「イラン人」=「得体の知れない外国人集団」。この図式は未だに健在ではなかろうか。
イラン・イラク戦争後、ビザなしで入国できる「唯一の先進国」日本に、就労目的で訪れる「イラン人」が急増。職探しや情報交換のために彼らが集まった上野公園や代々木公園では、偽造テレカや麻薬の取引が行われた。九二年四月のビザ協定締結後は不法滞在する者も多い。

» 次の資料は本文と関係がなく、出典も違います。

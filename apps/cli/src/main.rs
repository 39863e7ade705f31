//! # Robin CLI
//!
//! 动画资产的检查与试播工具。
//!
//! ```bash
//! # 列出一个资产目录里的所有片段
//! robin-cli list assets/animations
//!
//! # 查看单个片段的逐轨关键帧
//! robin-cli inspect assets/animations/greetings.json anim_greeting_wave
//!
//! # 对着真机试播（UDP），Ctrl-C 中止
//! robin-cli play assets/animations anim_greeting_wave --robot 192.168.40.2:5551
//!
//! # 没有真机时用内置回环模型跑一遍，打印流送统计
//! robin-cli play assets/animations anim_greeting_wave --loops 3
//! ```

use std::path::{Path, PathBuf};
use std::sync::Arc;
use std::sync::atomic::{AtomicBool, Ordering};
use std::time::Duration;

use anyhow::{Context, Result, bail};
use clap::{Parser, Subcommand};
use tracing::info;

use robin_sdk::prelude::*;
use robin_sdk::streamer::runner;

/// Robin CLI - 动画资产命令行工具
#[derive(Parser, Debug)]
#[command(name = "robin-cli")]
#[command(about = "Inspect and play Robin animation assets", long_about = None)]
#[command(version)]
struct Cli {
    #[command(subcommand)]
    command: Commands,
}

#[derive(Subcommand, Debug)]
enum Commands {
    /// 列出资产文件/目录中的所有片段
    List {
        /// JSON 文件或目录
        path: PathBuf,
    },

    /// 打印单个片段的逐轨关键帧
    Inspect {
        /// JSON 文件或目录
        path: PathBuf,
        /// 片段名
        name: String,
    },

    /// 流送一个片段（UDP 真机或内置回环模型）
    Play {
        /// JSON 文件或目录
        path: PathBuf,
        /// 片段名
        name: String,

        /// 循环次数（0 = 无限，Ctrl-C 中止）
        #[arg(short, long, default_value_t = 1)]
        loops: u32,

        /// 播完后的空闲动画
        #[arg(long)]
        idle: Option<String>,

        /// 机器人 UDP 地址（省略时使用内置回环模型）
        #[arg(long)]
        robot: Option<String>,
    },
}

fn main() -> Result<()> {
    robin_sdk::init_logging_with_filter("robin_cli=info,robin_streamer=info,warn");

    let cli = Cli::parse();
    match cli.command {
        Commands::List { path } => cmd_list(&path),
        Commands::Inspect { path, name } => cmd_inspect(&path, &name),
        Commands::Play {
            path,
            name,
            loops,
            idle,
            robot,
        } => cmd_play(&path, &name, loops, idle, robot),
    }
}

/// 加载一个文件或整个目录
fn load_container(path: &Path) -> Result<AnimationContainer> {
    let mut container = AnimationContainer::new();
    let loaded = if path.is_dir() {
        container.load_dir(path)
    } else {
        container.load_file(path)
    }
    .with_context(|| format!("failed to load animations from {}", path.display()))?;

    if loaded == 0 {
        bail!("no animation clips found in {}", path.display());
    }
    Ok(container)
}

fn cmd_list(path: &Path) -> Result<()> {
    let container = load_container(path)?;

    println!("{:>4}  {:<40} {:>10}  {:>9}", "ID", "NAME", "DURATION", "KEYFRAMES");
    for name in container.names() {
        let anim = container.get(name)?;
        let id = container.id_of(name).expect("listed name must have an id");
        println!(
            "{:>4}  {:<40} {:>8}ms  {:>9}",
            id,
            name,
            anim.duration_ms(),
            anim.keyframe_count()
        );
    }
    println!("\n{} clip(s) total", container.len());
    Ok(())
}

fn cmd_inspect(path: &Path, name: &str) -> Result<()> {
    let container = load_container(path)?;
    let anim = container
        .get(name)
        .with_context(|| format!("clip '{}' not found (try `robin-cli list`)", name))?;

    println!("clip:      {}", anim.name());
    println!("id:        {}", container.id_of(name).expect("clip exists"));
    println!("duration:  {}ms", anim.duration_ms());
    println!("keyframes: {}", anim.keyframe_count());

    fn dump<K: std::fmt::Debug>(label: &str, track: impl Iterator<Item = K>) {
        let frames: Vec<K> = track.collect();
        if frames.is_empty() {
            return;
        }
        println!("\n[{} - {} frame(s)]", label, frames.len());
        for frame in frames {
            println!("  {:?}", frame);
        }
    }

    dump("head", anim.head.iter());
    dump("lift", anim.lift.iter());
    dump("body", anim.body.iter());
    dump("backpack_lights", anim.lights.iter());
    dump("face_images", anim.face_images.iter());
    dump("procedural_faces", anim.faces.iter());
    dump("audio", anim.audio.iter());
    dump("events", anim.events.iter());
    Ok(())
}

fn cmd_play(
    path: &Path,
    name: &str,
    loops: u32,
    idle: Option<String>,
    robot: Option<String>,
) -> Result<()> {
    let container = load_container(path)?;
    // 提前报错比流到一半失败友好
    container
        .get(name)
        .with_context(|| format!("clip '{}' not found (try `robin-cli list`)", name))?;

    let streamer = AnimationStreamer::new(container);
    let metrics = streamer.metrics();

    let handle = match &robot {
        Some(addr) => {
            info!(addr = %addr, "Connecting to robot over UDP");
            let link = UdpLink::connect(addr.as_str())
                .with_context(|| format!("failed to connect to robot at {}", addr))?;
            runner::spawn(streamer, link)
        },
        None => {
            info!("No robot address given, streaming to loopback model");
            runner::spawn(streamer, LoopbackLink::new())
        },
    };

    handle.set_event_sink(|event| {
        println!("[event] clip={} tag={} id={}", event.clip, event.tag, event.event_id);
    });

    if let Some(idle_name) = &idle {
        handle
            .set_idle(Some(idle_name.clone()))
            .context("streamer thread died")?;
    }

    // Ctrl-C 请求中止
    let interrupted = Arc::new(AtomicBool::new(false));
    let interrupted_flag = Arc::clone(&interrupted);
    ctrlc::set_handler(move || {
        interrupted_flag.store(true, Ordering::SeqCst);
    })
    .context("failed to install Ctrl-C handler")?;

    println!("Playing '{}' ({})", name, if loops == 0 {
        "looping forever, Ctrl-C to stop".to_string()
    } else {
        format!("{} loop(s)", loops)
    });
    handle.play(name.to_string(), loops, true).context("streamer thread died")?;

    // 等播完（有限循环按完成计数判断，避免与状态发布竞速）
    loop {
        if interrupted.load(Ordering::SeqCst) {
            println!("\nInterrupted, aborting playback");
            handle.stop().ok();
            break;
        }
        if loops > 0 && metrics.snapshot().playbacks_finished >= 1 {
            break;
        }
        std::thread::sleep(Duration::from_millis(20));
    }

    let snap = metrics.snapshot();
    println!("\n=== 流送统计 ===");
    println!("ticks:             {}", snap.ticks);
    println!("messages sent:     {}", snap.messages_sent);
    println!("bytes sent:        {}", snap.bytes_sent);
    println!("audio frames:      {} real / {} silence", snap.audio_frames_sent, snap.silence_frames_sent);
    println!("loops completed:   {}", snap.loops_completed);
    println!("events emitted:    {}", snap.events_emitted);
    println!("buffer high water: {}", snap.send_buffer_high_water);

    handle.shutdown();
    Ok(())
}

ただし、実際の違法行為以上に「得体の知れない」というイメージ形成に寄与したのは、彼らが「集まった」ことである。「見た目の異なる人」=「外国人」が集団でいることが、「単一民族神話」の支配する「日本人」に不安を与えたのだ。
しかし、言うまでもなく「イラン人」は、「得体が知れない」わけでもなければ、一枚岩で捉えられるわけでもない。
本書は、日本で暮らす五人のイラン出身者のライフヒストリー(生活史)から、その背後にある文化を描き出すことを目指したものだという。年齢や職業、出身地や来日目的などがそれぞれ異なる彼/彼女らの語りから見えてくるのは、顔のない「外国人集団」ではなく、個性を持った一人の人間としての「隣のイラン人」である。生き生きした人物像が伝わってくるのは、著者が長年にわたってイラン文化・社会と真摯に向かい合ってきたからであろう。
さらに、彼/彼女らの生活史上欠かせない「日本との関わり」は、それぞれの視点からの「日本」を描き出していて文句なく面白い。著者も述べているように、イラン人/イラン文化論というよりも、鋭い日本人/日本文化論となっているのだ。
だが、日本人/日本文化論の一冊と扱えば、本書の魅力は半減する。なぜなら、「××人」という捉え方自体への疑問が随所で呈示されるからだ(もっとも、この捉え方は「日本人」が行いがちとされているが)。